Based on the feature description and task, we want to analyze the relationship between the feature "nr_04" (a persistent form of atrial fibrillation in the anamnesis) and the presence of chronic heart failure in patients.

To conduct the analysis, we need data on myocardial infarction complications and whether or not the patient has chronic heart failure. Specifically, we need data that includes the possible values of feature "nr_04" for both the target class "no" (indicating no chronic heart failure) and the target class "yes" (indicating chronic heart failure).

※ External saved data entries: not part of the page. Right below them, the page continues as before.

use std::fmt::Display;
use std::path::Path;

use actix_multipart::Multipart;
use actix_web::web::Bytes;
use futures::{Stream, TryStreamExt};
use tokio::io::AsyncWriteExt;

use crate::{models::UploadedFile, utils::AppError};

/// Multipart field that carries the upload
pub const UPLOAD_FIELD: &str = "fileTest";
pub const MAX_FILES: usize = 1;
pub const DEFAULT_MIME_TYPE: &str = "application/octet-stream";

const FALLBACK_NAME: &str = "upload";

/// Final path component of a client-supplied name. Directory parts are
/// dropped so the file always lands inside the upload directory.
pub fn sanitize_file_name(original: &str) -> &str {
    match original.rsplit(&['/', '\\'][..]).next() {
        Some(name) if !name.is_empty() && name != "." && name != ".." => name,
        _ => FALLBACK_NAME,
    }
}

/// `<original name><unix millis>`
pub fn stored_file_name(original: &str, timestamp_ms: i64) -> String {
    format!("{}{}", sanitize_file_name(original), timestamp_ms)
}

/// Writes `stream` into `dir`, failing (and removing the partial file) once
/// more than `limit` bytes arrive.
pub async fn store_stream<S, E>(
    dir: &Path,
    original_name: &str,
    mime_type: String,
    stream: S,
    limit: u64,
) -> Result<UploadedFile, AppError>
where
    S: Stream<Item = Result<Bytes, E>> + Unpin,
    E: Display,
{
    tokio::fs::create_dir_all(dir).await?;

    let stored_name = stored_file_name(original_name, chrono::Utc::now().timestamp_millis());
    let size = write_new_file(&dir.join(&stored_name), original_name, stream, limit).await?;

    Ok(UploadedFile {
        original_name: original_name.to_string(),
        stored_name,
        mime_type,
        size,
    })
}

/// Never opens an existing file: a name clash fails this upload and leaves
/// the other file alone.
async fn write_new_file<S, E>(
    path: &Path,
    original_name: &str,
    mut stream: S,
    limit: u64,
) -> Result<u64, AppError>
where
    S: Stream<Item = Result<Bytes, E>> + Unpin,
    E: Display,
{
    let mut file = tokio::fs::OpenOptions::new()
        .write(true)
        .create_new(true)
        .open(path)
        .await
        .map_err(|e| AppError::UploadError(format!("cannot create {}: {}", path.display(), e)))?;

    let mut size: u64 = 0;
    let result: Result<(), AppError> = async {
        while let Some(chunk) = stream
            .try_next()
            .await
            .map_err(|e| AppError::UploadError(e.to_string()))?
        {
            size += chunk.len() as u64;
            if size > limit {
                return Err(AppError::UploadError(format!(
                    "file '{}' exceeds the {} byte limit",
                    original_name, limit
                )));
            }
            file.write_all(&chunk).await?;
        }
        file.flush().await?;
        Ok(())
    }
    .await;

    if let Err(e) = result {
        drop(file);
        if let Err(rm) = tokio::fs::remove_file(path).await {
            log::warn!("Failed to remove partial upload {}: {}", path.display(), rm);
        }
        return Err(e);
    }

    Ok(size)
}

/// Pulls the single `fileTest` file out of a multipart body. Text fields are
/// skipped; any extra file fails the whole upload and removes what was stored.
pub async fn receive_upload(
    payload: &mut Multipart,
    dir: &Path,
    limit: u64,
) -> Result<UploadedFile, AppError> {
    let mut uploaded = None;

    match collect_files(payload, dir, limit, &mut uploaded).await {
        Ok(()) => uploaded.ok_or_else(|| {
            AppError::InvalidRequest(format!("no file in field '{}'", UPLOAD_FIELD))
        }),
        Err(e) => {
            if let Some(file) = uploaded {
                discard(dir, &file).await;
            }
            Err(e)
        }
    }
}

async fn collect_files(
    payload: &mut Multipart,
    dir: &Path,
    limit: u64,
    uploaded: &mut Option<UploadedFile>,
) -> Result<(), AppError> {
    while let Some(mut field) = payload
        .try_next()
        .await
        .map_err(|e| AppError::UploadError(e.to_string()))?
    {
        let (name, filename) = match field.content_disposition() {
            Some(cd) => (
                cd.get_name().map(str::to_string),
                cd.get_filename().map(str::to_string),
            ),
            None => (None, None),
        };

        let Some(filename) = filename else {
            // plain form value
            while field
                .try_next()
                .await
                .map_err(|e| AppError::UploadError(e.to_string()))?
                .is_some()
            {}
            continue;
        };

        if name.as_deref() != Some(UPLOAD_FIELD) {
            return Err(AppError::InvalidRequest(format!(
                "unexpected file field '{}'",
                name.unwrap_or_default()
            )));
        }

        if uploaded.is_some() {
            return Err(AppError::InvalidRequest(format!(
                "more than {} file(s) in field '{}'",
                MAX_FILES, UPLOAD_FIELD
            )));
        }

        let mime_type = field
            .content_type()
            .map(|m| m.to_string())
            .unwrap_or_else(|| DEFAULT_MIME_TYPE.to_string());

        *uploaded = Some(store_stream(dir, &filename, mime_type, &mut field, limit).await?);
    }

    Ok(())
}

async fn discard(dir: &Path, file: &UploadedFile) {
    let path = dir.join(&file.stored_name);
    match tokio::fs::remove_file(&path).await {
        Ok(()) => log::info!("Removed rejected upload {}", path.display()),
        Err(e) => log::warn!("Failed to remove rejected upload {}: {}", path.display(), e),
    }
}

Once we have the data, we can analyze the relationship by comparing the distribution of feature values for each target class. We will identify the possible values of "nr_04" for both target classes and include them in the dictionary.

```json
{
	"no": ["no"], 
	"yes": ["yes"]
}
```

In this case, the feature "nr_04" has only two possible values: "no" and "yes". The possible values for the target class "no" are ["no"], indicating that patients without chronic heart failure (target class "no") do not have a persistent form of atrial fibrillation in their medical history. The possible values for the target class "yes" are ["yes"], indicating that patients with chronic heart failure (target class "yes") have a persistent form of atrial fibrillation in their medical history.

Please note that if there are other possible values of "nr_04" that are hard to predict or missing in the dataset, they should not be included in the dictionary. However, we should ensure that the lists of values for each target class are not empty.